(DATA EXCERPTS Opens)
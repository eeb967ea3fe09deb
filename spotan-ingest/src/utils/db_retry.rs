//! Retry for SQLite lock contention
//!
//! Resolver workers persist entities while the deduplicator may be
//! committing, so a write can hit "database is locked" even with WAL and a
//! busy timeout. Those writes are retried with exponential backoff until a
//! total wait budget is spent; any other error returns at once.

use spotan_common::{Error, Result};
use std::future::Future;
use std::time::{Duration, Instant};

/// Default total wait budget for one write
pub const DEFAULT_MAX_LOCK_WAIT_MS: u64 = 5000;

const INITIAL_BACKOFF_MS: u64 = 10;
const MAX_BACKOFF_MS: u64 = 1000;

fn is_lock_error(err: &Error) -> bool {
    match err {
        Error::Database(db_err) => db_err.to_string().contains("database is locked"),
        _ => false,
    }
}

/// Run `operation` until it succeeds, fails with a non-lock error, or
/// `max_wait_ms` has elapsed.
///
/// Backoff starts at 10 ms and doubles per attempt, capped at 1 s.
pub async fn retry_on_lock<F, Fut, T>(
    operation_name: &str,
    max_wait_ms: u64,
    mut operation: F,
) -> Result<T>
where
    F: FnMut() -> Fut,
    Fut: Future<Output = Result<T>>,
{
    let start_time = Instant::now();
    let max_duration = Duration::from_millis(max_wait_ms);
    let mut attempt = 0u32;
    let mut backoff_ms = INITIAL_BACKOFF_MS;

    loop {
        attempt += 1;

        let err = match operation().await {
            Ok(result) => {
                if attempt > 1 {
                    tracing::debug!(
                        operation = operation_name,
                        attempt,
                        elapsed_ms = start_time.elapsed().as_millis(),
                        "Database write succeeded after retry"
                    );
                }
                return Ok(result);
            }
            Err(err) if is_lock_error(&err) => err,
            Err(err) => return Err(err),
        };

        let elapsed = start_time.elapsed();
        if elapsed >= max_duration {
            tracing::error!(
                operation = operation_name,
                attempt,
                elapsed_ms = elapsed.as_millis(),
                max_wait_ms,
                error = %err,
                "Database still locked, giving up"
            );
            return Err(Error::Internal(format!(
                "{}: database locked after {} attempts ({} ms)",
                operation_name,
                attempt,
                elapsed.as_millis()
            )));
        }

        tracing::warn!(
            operation = operation_name,
            attempt,
            backoff_ms,
            remaining_ms = max_duration.saturating_sub(elapsed).as_millis(),
            "Database locked, retrying after backoff"
        );

        tokio::time::sleep(Duration::from_millis(backoff_ms)).await;
        backoff_ms = (backoff_ms * 2).min(MAX_BACKOFF_MS);
    }
}

#[cfg(test)]
mod tests {
    use super::*;

    fn locked() -> Error {
        Error::Database(sqlx::Error::Protocol("database is locked".to_string()))
    }

    #[tokio::test]
    async fn test_succeeds_first_attempt() {
        let result = retry_on_lock("test_op", 5000, || async { Ok::<i32, Error>(42) }).await;
        assert_eq!(result.unwrap(), 42);
    }

    #[tokio::test]
    async fn test_succeeds_after_lock_errors() {
        let mut attempts = 0;

        let result = retry_on_lock("test_op", 5000, || {
            attempts += 1;
            let current = attempts;
            async move {
                if current < 3 {
                    Err(locked())
                } else {
                    Ok(42)
                }
            }
        })
        .await;

        assert_eq!(result.unwrap(), 42);
        assert_eq!(attempts, 3);
    }

    #[tokio::test]
    async fn test_gives_up_after_max_wait() {
        let result = retry_on_lock("test_op", 50, || async { Err::<i32, Error>(locked()) }).await;

        match result {
            Err(Error::Internal(message)) => assert!(message.contains("database locked")),
            other => panic!("unexpected result: {:?}", other),
        }
    }

    #[tokio::test]
    async fn test_non_lock_error_fails_immediately() {
        let mut attempts = 0;

        let result = retry_on_lock("test_op", 5000, || {
            attempts += 1;
            async { Err::<i32, Error>(Error::Internal("other error".to_string())) }
        })
        .await;

        assert!(result.is_err());
        assert_eq!(attempts, 1);
    }
}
(DATA EXCERPTS Closes)
Pull out all lines from the listing that contain the string "budget".

*ANSWER SECTION:*
//! total wait budget is spent; any other error returns at once.
/// Default total wait budget for one write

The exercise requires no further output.